Assuming that you’re not taking a Biblical Minimalist position here (and I don’t think that you are, though I really don’t know), then to me an Assyrian cuneiform inscription recorded during the time when the state south of the Dead Sea was actually in existence is far, far better evidence of the Biblical pronunciation of that state’s name than is the Greek rendering in the Septuagint 300 years after such state had gone extinct.

2. You wrote: “Also, do we have the Assyrian cuneiform to hand?

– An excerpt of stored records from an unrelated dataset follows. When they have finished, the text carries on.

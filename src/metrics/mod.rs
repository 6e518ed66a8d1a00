//! Prometheus metrics for monitoring
//!
//! Exposes metrics for:
//! - Outbound RPC requests per network
//! - Gas price freshness and refresh failures
//! - Poll outcomes and cancellations

use crate::error::{GatewayError, GatewayResult};
use crate::tx::TxStatus;

use axum::{http::StatusCode, routing::get, Router};
use lazy_static::lazy_static;
use prometheus::{
    register_counter_vec, register_gauge_vec, CounterVec, Encoder, GaugeVec, TextEncoder,
};
use std::net::SocketAddr;
use tracing::info;

lazy_static! {
    pub static ref RPC_REQUESTS: CounterVec = register_counter_vec!(
        "energi_gateway_rpc_requests_total",
        "Total RPC requests sent to the node",
        &["network"]
    ).unwrap();

    // Gas price metrics
    pub static ref GAS_PRICE: GaugeVec = register_gauge_vec!(
        "energi_gateway_gas_price_gwei",
        "Current gas price estimate in gwei",
        &["network"]
    ).unwrap();

    pub static ref GAS_PRICE_UPDATED: GaugeVec = register_gauge_vec!(
        "energi_gateway_gas_price_last_updated_seconds",
        "Unix time of the last successful gas price refresh",
        &["network"]
    ).unwrap();

    pub static ref GAS_REFRESH_FAILURES: CounterVec = register_counter_vec!(
        "energi_gateway_gas_refresh_failures_total",
        "Total failed gas price refreshes",
        &["network"]
    ).unwrap();

    // Transaction metrics
    pub static ref TX_POLLED: CounterVec = register_counter_vec!(
        "energi_gateway_transactions_polled_total",
        "Total transaction polls by outcome",
        &["network", "status"]
    ).unwrap();

    pub static ref TX_CANCELLED: CounterVec = register_counter_vec!(
        "energi_gateway_transactions_cancelled_total",
        "Total cancellation transactions submitted",
        &["network"]
    ).unwrap();

    pub static ref CONNECTORS: GaugeVec = register_gauge_vec!(
        "energi_gateway_connectors",
        "Live network connectors (1=open, 0=closed)",
        &["network"]
    ).unwrap();
}

/// Prometheus metrics server
pub struct MetricsServer {
    port: u16,
}

impl MetricsServer {
    pub fn new(port: u16) -> Self {
        Self { port }
    }

    pub async fn run(&self) -> GatewayResult<()> {
        let app = Router::new().route("/metrics", get(metrics_handler));

        let addr = SocketAddr::from(([0, 0, 0, 0], self.port));
        info!("Starting metrics server on {}", addr);

        let listener = tokio::net::TcpListener::bind(&addr)
            .await
            .map_err(|source| GatewayError::Server {
                addr: addr.to_string(),
                source,
            })?;
        axum::serve(listener, app)
            .await
            .map_err(|source| GatewayError::Server {
                addr: addr.to_string(),
                source,
            })?;

        Ok(())
    }
}

async fn metrics_handler() -> Result<String, StatusCode> {
    let encoder = TextEncoder::new();
    let metric_families = prometheus::gather();
    let mut buffer = Vec::new();
    encoder
        .encode(&metric_families, &mut buffer)
        .map_err(|_| StatusCode::INTERNAL_SERVER_ERROR)?;
    String::from_utf8(buffer).map_err(|_| StatusCode::INTERNAL_SERVER_ERROR)
}

// Helper functions to record metrics

pub fn record_rpc_request(network: &str) {
    RPC_REQUESTS.with_label_values(&[network]).inc();
}

pub fn record_gas_price(network: &str, gwei: f64, updated_at: i64) {
    GAS_PRICE.with_label_values(&[network]).set(gwei);
    GAS_PRICE_UPDATED
        .with_label_values(&[network])
        .set(updated_at as f64);
}

pub fn record_gas_refresh_failure(network: &str) {
    GAS_REFRESH_FAILURES.with_label_values(&[network]).inc();
}

pub fn record_poll(network: &str, status: &TxStatus) {
    TX_POLLED
        .with_label_values(&[network, status.label()])
        .inc();
}

pub fn record_cancel(network: &str) {
    TX_CANCELLED.with_label_values(&[network]).inc();
}

pub fn record_connector_open(network: &str) {
    CONNECTORS.with_label_values(&[network]).set(1.0);
}

pub fn record_connector_closed(network: &str) {
    CONNECTORS.with_label_values(&[network]).set(0.0);
}

#[cfg(test)]
mod tests {
    use super::*;

    #[tokio::test]
    async fn test_bind_conflict_is_server_error() {
        let taken = std::net::TcpListener::bind("0.0.0.0:0").unwrap();
        let port = taken.local_addr().unwrap().port();

        let err = MetricsServer::new(port).run().await.unwrap_err();
        assert!(matches!(err, GatewayError::Server { .. }));
    }

    #[test]
    fn test_poll_outcomes_are_labelled() {
        record_poll("testnet", &TxStatus::Pending);
        let polled = TX_POLLED.with_label_values(&["testnet", "pending"]).get();
        assert!(polled >= 1.0);
    }
}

Unfortunately, the book Judah and the Judeans in the Persian Period doesn't show it - https://books.google.co.uk/books?id=1zi ... &q&f=false ”

I have not literally seen a cuneiform inscription, but there’s plenty of evidence as to this matter. Here’s another leading historian who says the same thing. In about 785 BCE or so, Assyrian King Adad-nīrārī III refers to Udūmu, saying that he conquered Tyre, Sidon, Israel, Udūmu, Philistia. Luis Robert Siddall, “The Reign of Adad-nīrārī III” (2013), p. 67.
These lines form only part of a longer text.